Required work
Your answer should be the full set of records, printed exactly as they stand.

Information provided
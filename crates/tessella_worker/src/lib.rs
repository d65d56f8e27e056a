//! Worker-side runtime of the Tessella sharded in-memory table engine.
//!
//! A cluster is one master plus many workers. Each worker hosts shards of
//! one or more tables and executes user kernels against the shards it owns;
//! tables route reads and writes so kernel code sees the global table as if
//! it were local. This crate provides the whole worker: storage, routing,
//! plug-in registries, the kernel harness, the RPC service, and an embedded
//! API for running workers in-process (used heavily by the integration
//! tests).

use std::net::SocketAddr;
use std::sync::Arc;
use std::time::Duration;

use anyhow::Context;
use tokio::net::TcpListener;
use tokio_stream::wrappers::TcpListenerStream;
use tracing::info;

pub mod errors;
pub mod kernel;
pub mod plugins;
pub mod rpc_service;
pub mod shard;
pub mod table;
pub mod transport;
pub mod worker;

/// Generated protobuf/gRPC bindings.
pub mod rpc {
    tonic::include_proto!("tessella.rpc");
}

use rpc::master_client::MasterClient;
use rpc::worker_server::WorkerServer;
use rpc_service::WorkerService;
use worker::{Worker, WorkerTuning};

/// Configuration for one worker process (or embedded worker).
#[derive(Clone, Debug)]
pub struct WorkerConfig {
    /// Master address as `host:port`.
    pub master_addr: String,
    /// Hostname this worker advertises to the master.
    pub host: String,
    /// Listen port; `None` picks a free port.
    pub port: Option<u16>,
    /// Entries fetched per iterator batch.
    pub fetch_count: u32,
    /// Pending-buffer size that triggers an early shard flush.
    pub pending_high_water: usize,
    /// How long startup waits for the master's `Initialize` callback.
    pub register_timeout: Duration,
}

impl WorkerConfig {
    pub fn new(master_addr: impl Into<String>) -> Self {
        Self {
            master_addr: master_addr.into(),
            host: "127.0.0.1".to_string(),
            port: None,
            fetch_count: 512,
            pending_high_water: 10_000,
            register_timeout: Duration::from_secs(20),
        }
    }
}

/// Handle to a running worker.
pub struct WorkerHandle {
    addr: SocketAddr,
    worker: Arc<Worker>,
    server: tokio::task::JoinHandle<Result<(), tonic::transport::Error>>,
}

impl WorkerHandle {
    /// The address the worker's RPC server is bound to.
    pub fn addr(&self) -> SocketAddr {
        self.addr
    }

    /// This worker's cluster id (-1 before `Initialize`).
    pub fn worker_id(&self) -> i32 {
        self.worker.id()
    }

    /// Block until the worker shuts down; yields the process exit code
    /// (0 after a clean master-driven shutdown, non-zero on fatal errors).
    pub async fn wait_for_shutdown(self) -> anyhow::Result<i32> {
        let code = self.worker.wait_for_shutdown().await;
        self.server
            .await
            .context("join rpc server task")?
            .context("rpc server failed")?;
        Ok(code)
    }

    /// Tear the worker down without a master `Shutdown`.
    pub fn abort(&self) {
        self.server.abort();
    }
}

/// Start a worker: bind the RPC server, register with the master, and wait
/// until the master has initialized this worker's peer mesh.
pub async fn start_worker(config: WorkerConfig) -> anyhow::Result<WorkerHandle> {
    let worker = Arc::new(Worker::new(WorkerTuning {
        fetch_count: config.fetch_count,
        pending_high_water: config.pending_high_water,
    }));

    let bind_addr = format!("{}:{}", config.host, config.port.unwrap_or(0));
    let listener = TcpListener::bind(&bind_addr)
        .await
        .with_context(|| format!("bind worker listener on {bind_addr}"))?;
    let addr = listener.local_addr().context("read bound address")?;
    info!(addr = %addr, "starting worker rpc server");

    let service = WorkerServer::new(WorkerService::new(worker.clone()));
    let shutdown_worker = worker.clone();
    let server = tokio::spawn(
        tonic::transport::Server::builder()
            .add_service(service)
            .serve_with_incoming_shutdown(TcpListenerStream::new(listener), async move {
                shutdown_worker.wait_for_shutdown().await;
            }),
    );

    // Register with the master, then block until it calls back with
    // `Initialize(id, peers)`.
    let master_uri = format!("http://{}", config.master_addr);
    let mut master = MasterClient::connect(master_uri.clone())
        .await
        .with_context(|| format!("connect to master at {master_uri}"))?;
    info!(master = %config.master_addr, port = addr.port(), "registering worker");
    master
        .register_worker(rpc::RegisterReq {
            addr: Some(rpc::Addr {
                host: config.host.clone(),
                port: addr.port() as i32,
            }),
        })
        .await
        .context("register with master")?;

    worker
        .wait_for_registration(config.register_timeout)
        .await
        .context("wait for master initialize")?;
    info!(worker = worker.id(), addr = %addr, "worker registered");

    Ok(WorkerHandle {
        addr,
        worker,
        server,
    })
}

Reply
filename crates/tessella_worker/src/lib.rs
repository d65d56f8e27e056a
//! Worker-side runtime of the Tessella sharded in-memory table engine.
//!
//! A cluster is one master plus many workers. Each worker hosts shards of
//! one or more tables and executes user kernels against the shards it owns;
//! tables route reads and writes so kernel code sees the global table as if
//! it were local. This crate provides the whole worker: storage, routing,
//! plug-in registries, the kernel harness, the RPC service, and an embedded
//! API for running workers in-process (used heavily by the integration
//! tests).

use std::net::SocketAddr;
use std::sync::Arc;
use std::time::Duration;

use anyhow::Context;
use tokio::net::TcpListener;
use tokio_stream::wrappers::TcpListenerStream;
use tracing::info;

pub mod errors;
pub mod kernel;
pub mod plugins;
pub mod rpc_service;
pub mod shard;
pub mod table;
pub mod transport;
pub mod worker;

/// Generated protobuf/gRPC bindings.
pub mod rpc {
    tonic::include_proto!("tessella.rpc");
}

use rpc::master_client::MasterClient;
use rpc::worker_server::WorkerServer;
use rpc_service::WorkerService;
use worker::{Worker, WorkerTuning};

/// Configuration for one worker process (or embedded worker).
#[derive(Clone, Debug)]
pub struct WorkerConfig {
    /// Master address as `host:port`.
    pub master_addr: String,
    /// Hostname this worker advertises to the master.
    pub host: String,
    /// Listen port; `None` picks a free port.
    pub port: Option<u16>,
    /// Entries fetched per iterator batch.
    pub fetch_count: u32,
    /// Pending-buffer size that triggers an early shard flush.
    pub pending_high_water: usize,
    /// How long startup waits for the master's `Initialize` callback.
    pub register_timeout: Duration,
}

impl WorkerConfig {
    pub fn new(master_addr: impl Into<String>) -> Self {
        Self {
            master_addr: master_addr.into(),
            host: "127.0.0.1".to_string(),
            port: None,
            fetch_count: 512,
            pending_high_water: 10_000,
            register_timeout: Duration::from_secs(20),
        }
    }
}

/// Handle to a running worker.
pub struct WorkerHandle {
    addr: SocketAddr,
    worker: Arc<Worker>,
    server: tokio::task::JoinHandle<Result<(), tonic::transport::Error>>,
}

impl WorkerHandle {
    /// The address the worker's RPC server is bound to.
    pub fn addr(&self) -> SocketAddr {
        self.addr
    }

    /// This worker's cluster id (-1 before `Initialize`).
    pub fn worker_id(&self) -> i32 {
        self.worker.id()
    }

    /// Block until the worker shuts down; yields the process exit code
    /// (0 after a clean master-driven shutdown, non-zero on fatal errors).
    pub async fn wait_for_shutdown(self) -> anyhow::Result<i32> {
        let code = self.worker.wait_for_shutdown().await;
        self.server
            .await
            .context("join rpc server task")?
            .context("rpc server failed")?;
        Ok(code)
    }

    /// Tear the worker down without a master `Shutdown`.
    pub fn abort(&self) {
        self.server.abort();
    }
}

/// Start a worker: bind the RPC server, register with the master, and wait
/// until the master has initialized this worker's peer mesh.
pub async fn start_worker(config: WorkerConfig) -> anyhow::Result<WorkerHandle> {
    let worker = Arc::new(Worker::new(WorkerTuning {
        fetch_count: config.fetch_count,
        pending_high_water: config.pending_high_water,
    }));

    let bind_addr = format!("{}:{}", config.host, config.port.unwrap_or(0));
    let listener = TcpListener::bind(&bind_addr)
        .await
        .with_context(|| format!("bind worker listener on {bind_addr}"))?;
    let addr = listener.local_addr().context("read bound address")?;
    info!(addr = %addr, "starting worker rpc server");

    let service = WorkerServer::new(WorkerService::new(worker.clone()));
    let shutdown_worker = worker.clone();
    let server = tokio::spawn(
        tonic::transport::Server::builder()
            .add_service(service)
            .serve_with_incoming_shutdown(TcpListenerStream::new(listener), async move {
                shutdown_worker.wait_for_shutdown().await;
            }),
    );

    // Register with the master, then block until it calls back with
    // `Initialize(id, peers)`.
    let master_uri = format!("http://{}", config.master_addr);
    let mut master = MasterClient::connect(master_uri.clone())
        .await
        .with_context(|| format!("connect to master at {master_uri}"))?;
    info!(master = %config.master_addr, port = addr.port(), "registering worker");
    master
        .register_worker(rpc::RegisterReq {
            addr: Some(rpc::Addr {
                host: config.host.clone(),
                port: addr.port() as i32,
            }),
        })
        .await
        .context("register with master")?;

    worker
        .wait_for_registration(config.register_timeout)
        .await
        .context("wait for master initialize")?;
    info!(worker = worker.id(), addr = %addr, "worker registered");

    Ok(WorkerHandle {
        addr,
        worker,
        server,
    })
}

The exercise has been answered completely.